* PROVIDED INFORMATION *
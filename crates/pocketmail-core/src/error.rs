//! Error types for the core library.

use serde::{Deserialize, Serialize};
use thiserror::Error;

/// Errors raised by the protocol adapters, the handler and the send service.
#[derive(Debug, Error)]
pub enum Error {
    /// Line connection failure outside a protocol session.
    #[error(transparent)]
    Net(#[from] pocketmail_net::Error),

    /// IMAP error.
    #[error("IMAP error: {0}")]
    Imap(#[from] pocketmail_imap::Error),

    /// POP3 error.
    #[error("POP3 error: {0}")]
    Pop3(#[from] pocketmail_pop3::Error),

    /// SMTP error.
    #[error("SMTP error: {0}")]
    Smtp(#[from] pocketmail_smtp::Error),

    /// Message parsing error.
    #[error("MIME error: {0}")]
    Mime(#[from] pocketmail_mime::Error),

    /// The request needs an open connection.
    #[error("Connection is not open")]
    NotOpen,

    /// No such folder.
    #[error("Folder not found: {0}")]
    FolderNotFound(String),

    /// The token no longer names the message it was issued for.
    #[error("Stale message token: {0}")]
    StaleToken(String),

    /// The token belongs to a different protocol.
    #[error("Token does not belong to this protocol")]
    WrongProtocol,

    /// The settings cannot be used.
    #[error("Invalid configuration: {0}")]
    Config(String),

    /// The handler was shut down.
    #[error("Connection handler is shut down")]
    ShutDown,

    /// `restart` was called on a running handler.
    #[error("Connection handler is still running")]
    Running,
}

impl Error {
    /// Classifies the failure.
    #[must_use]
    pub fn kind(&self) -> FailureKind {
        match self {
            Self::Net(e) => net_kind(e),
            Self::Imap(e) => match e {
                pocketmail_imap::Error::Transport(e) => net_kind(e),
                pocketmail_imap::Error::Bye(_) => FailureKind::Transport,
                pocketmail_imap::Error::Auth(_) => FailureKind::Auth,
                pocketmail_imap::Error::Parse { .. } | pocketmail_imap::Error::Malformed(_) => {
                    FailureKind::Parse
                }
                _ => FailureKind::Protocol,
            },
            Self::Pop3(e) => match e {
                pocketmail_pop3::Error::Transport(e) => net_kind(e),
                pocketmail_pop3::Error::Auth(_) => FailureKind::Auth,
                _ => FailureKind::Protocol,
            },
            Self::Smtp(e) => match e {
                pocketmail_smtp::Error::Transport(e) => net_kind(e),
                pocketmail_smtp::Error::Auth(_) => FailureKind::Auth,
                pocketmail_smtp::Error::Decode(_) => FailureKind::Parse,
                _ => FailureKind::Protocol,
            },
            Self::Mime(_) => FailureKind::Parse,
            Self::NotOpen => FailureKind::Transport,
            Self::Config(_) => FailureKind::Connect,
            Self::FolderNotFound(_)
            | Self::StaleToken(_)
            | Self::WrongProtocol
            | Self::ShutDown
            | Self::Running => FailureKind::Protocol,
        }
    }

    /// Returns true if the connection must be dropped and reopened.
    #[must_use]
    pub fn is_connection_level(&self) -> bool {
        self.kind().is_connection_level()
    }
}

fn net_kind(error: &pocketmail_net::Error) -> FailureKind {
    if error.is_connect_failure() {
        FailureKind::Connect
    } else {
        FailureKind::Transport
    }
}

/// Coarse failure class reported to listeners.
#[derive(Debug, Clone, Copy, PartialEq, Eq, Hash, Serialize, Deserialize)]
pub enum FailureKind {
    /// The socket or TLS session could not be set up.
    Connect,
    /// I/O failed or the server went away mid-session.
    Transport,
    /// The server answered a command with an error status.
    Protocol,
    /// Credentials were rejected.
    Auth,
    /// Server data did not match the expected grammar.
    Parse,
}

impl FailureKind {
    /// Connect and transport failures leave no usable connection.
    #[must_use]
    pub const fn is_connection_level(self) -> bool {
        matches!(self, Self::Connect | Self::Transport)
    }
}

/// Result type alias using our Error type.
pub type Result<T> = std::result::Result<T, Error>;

...

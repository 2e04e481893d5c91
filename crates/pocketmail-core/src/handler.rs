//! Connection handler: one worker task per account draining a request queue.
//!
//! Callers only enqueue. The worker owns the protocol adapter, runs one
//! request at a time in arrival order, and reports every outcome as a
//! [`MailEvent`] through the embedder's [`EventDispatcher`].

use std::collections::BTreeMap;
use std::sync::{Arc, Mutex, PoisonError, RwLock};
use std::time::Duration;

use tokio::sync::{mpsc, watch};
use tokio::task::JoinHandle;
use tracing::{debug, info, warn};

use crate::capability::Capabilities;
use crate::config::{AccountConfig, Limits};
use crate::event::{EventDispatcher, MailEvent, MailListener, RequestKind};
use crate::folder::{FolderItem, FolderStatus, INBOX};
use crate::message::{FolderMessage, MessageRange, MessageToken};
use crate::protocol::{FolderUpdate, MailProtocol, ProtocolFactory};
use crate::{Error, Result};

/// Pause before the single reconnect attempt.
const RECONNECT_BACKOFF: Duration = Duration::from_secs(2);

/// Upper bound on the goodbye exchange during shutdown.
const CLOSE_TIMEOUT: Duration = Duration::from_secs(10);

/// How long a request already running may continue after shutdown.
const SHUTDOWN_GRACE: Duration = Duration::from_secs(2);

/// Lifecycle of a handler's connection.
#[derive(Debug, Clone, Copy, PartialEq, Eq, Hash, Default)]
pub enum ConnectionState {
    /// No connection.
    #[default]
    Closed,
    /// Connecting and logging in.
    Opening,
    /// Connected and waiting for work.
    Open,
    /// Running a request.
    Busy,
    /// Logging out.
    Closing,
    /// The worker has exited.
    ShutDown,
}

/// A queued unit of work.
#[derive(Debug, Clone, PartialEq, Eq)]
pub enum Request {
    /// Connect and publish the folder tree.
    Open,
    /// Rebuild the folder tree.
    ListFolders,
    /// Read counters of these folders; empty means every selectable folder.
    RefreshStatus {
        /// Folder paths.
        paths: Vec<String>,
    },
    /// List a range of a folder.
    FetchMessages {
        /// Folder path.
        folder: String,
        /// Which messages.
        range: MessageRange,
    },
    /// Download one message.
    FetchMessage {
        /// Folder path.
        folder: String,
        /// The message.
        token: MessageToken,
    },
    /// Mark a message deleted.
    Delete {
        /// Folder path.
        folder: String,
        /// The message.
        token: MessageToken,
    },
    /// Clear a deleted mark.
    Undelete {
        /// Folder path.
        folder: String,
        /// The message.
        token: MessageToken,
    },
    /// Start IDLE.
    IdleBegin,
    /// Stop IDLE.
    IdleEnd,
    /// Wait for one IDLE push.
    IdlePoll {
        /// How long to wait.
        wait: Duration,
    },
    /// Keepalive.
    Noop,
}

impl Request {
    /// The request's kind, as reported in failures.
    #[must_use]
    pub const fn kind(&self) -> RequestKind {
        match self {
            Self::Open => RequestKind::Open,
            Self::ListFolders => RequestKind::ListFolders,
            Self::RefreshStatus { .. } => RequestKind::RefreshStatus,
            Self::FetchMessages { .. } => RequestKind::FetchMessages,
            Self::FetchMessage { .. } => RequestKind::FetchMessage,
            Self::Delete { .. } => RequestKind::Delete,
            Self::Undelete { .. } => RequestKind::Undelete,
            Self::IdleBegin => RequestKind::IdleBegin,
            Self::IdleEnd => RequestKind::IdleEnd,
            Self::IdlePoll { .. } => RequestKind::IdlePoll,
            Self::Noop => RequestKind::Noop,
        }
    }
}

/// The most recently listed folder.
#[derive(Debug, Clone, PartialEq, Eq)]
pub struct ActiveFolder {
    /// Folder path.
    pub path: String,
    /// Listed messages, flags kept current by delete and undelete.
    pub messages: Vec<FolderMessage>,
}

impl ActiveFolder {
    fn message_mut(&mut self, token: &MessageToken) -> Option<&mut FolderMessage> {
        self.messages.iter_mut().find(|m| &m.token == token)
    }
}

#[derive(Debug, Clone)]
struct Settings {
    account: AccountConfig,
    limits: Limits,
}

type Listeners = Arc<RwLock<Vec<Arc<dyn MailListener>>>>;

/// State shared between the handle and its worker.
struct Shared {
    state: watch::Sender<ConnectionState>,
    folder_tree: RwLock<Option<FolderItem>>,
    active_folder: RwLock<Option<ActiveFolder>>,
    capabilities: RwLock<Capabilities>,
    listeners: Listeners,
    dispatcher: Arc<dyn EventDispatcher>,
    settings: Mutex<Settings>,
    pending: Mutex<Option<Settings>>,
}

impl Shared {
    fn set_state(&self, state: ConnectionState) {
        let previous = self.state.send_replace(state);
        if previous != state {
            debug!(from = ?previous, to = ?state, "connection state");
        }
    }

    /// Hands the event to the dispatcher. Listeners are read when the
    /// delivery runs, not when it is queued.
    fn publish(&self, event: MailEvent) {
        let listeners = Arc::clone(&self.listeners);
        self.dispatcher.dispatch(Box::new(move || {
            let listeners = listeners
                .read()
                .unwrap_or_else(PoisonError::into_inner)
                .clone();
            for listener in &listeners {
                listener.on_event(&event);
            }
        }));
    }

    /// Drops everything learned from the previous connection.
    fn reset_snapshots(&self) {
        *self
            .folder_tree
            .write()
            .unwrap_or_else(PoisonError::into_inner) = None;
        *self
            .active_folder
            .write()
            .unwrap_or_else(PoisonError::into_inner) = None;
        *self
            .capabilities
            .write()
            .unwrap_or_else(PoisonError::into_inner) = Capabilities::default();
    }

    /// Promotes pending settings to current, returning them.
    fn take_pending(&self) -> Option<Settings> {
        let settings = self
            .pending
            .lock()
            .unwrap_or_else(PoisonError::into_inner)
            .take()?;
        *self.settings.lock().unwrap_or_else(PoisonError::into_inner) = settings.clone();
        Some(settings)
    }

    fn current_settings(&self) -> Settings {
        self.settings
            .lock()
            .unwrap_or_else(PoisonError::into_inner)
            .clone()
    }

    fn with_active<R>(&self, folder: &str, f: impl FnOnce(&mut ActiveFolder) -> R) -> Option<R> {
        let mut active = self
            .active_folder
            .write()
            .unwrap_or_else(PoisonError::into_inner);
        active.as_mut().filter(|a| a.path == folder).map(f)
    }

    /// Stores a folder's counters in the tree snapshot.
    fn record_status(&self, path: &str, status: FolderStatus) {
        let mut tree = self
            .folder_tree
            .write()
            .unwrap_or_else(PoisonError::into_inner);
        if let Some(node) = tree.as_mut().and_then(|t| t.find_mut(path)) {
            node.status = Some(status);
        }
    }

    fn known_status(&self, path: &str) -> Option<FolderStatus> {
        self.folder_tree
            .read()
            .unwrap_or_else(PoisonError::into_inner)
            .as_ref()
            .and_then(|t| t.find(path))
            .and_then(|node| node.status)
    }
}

* WORK ORDER *
Scan the material above for lines that contain the string "session", and copy each such line.

* FINAL ANSWER *
    /// Line connection failure outside a protocol session.
    /// The socket or TLS session could not be set up.
    /// I/O failed or the server went away mid-session.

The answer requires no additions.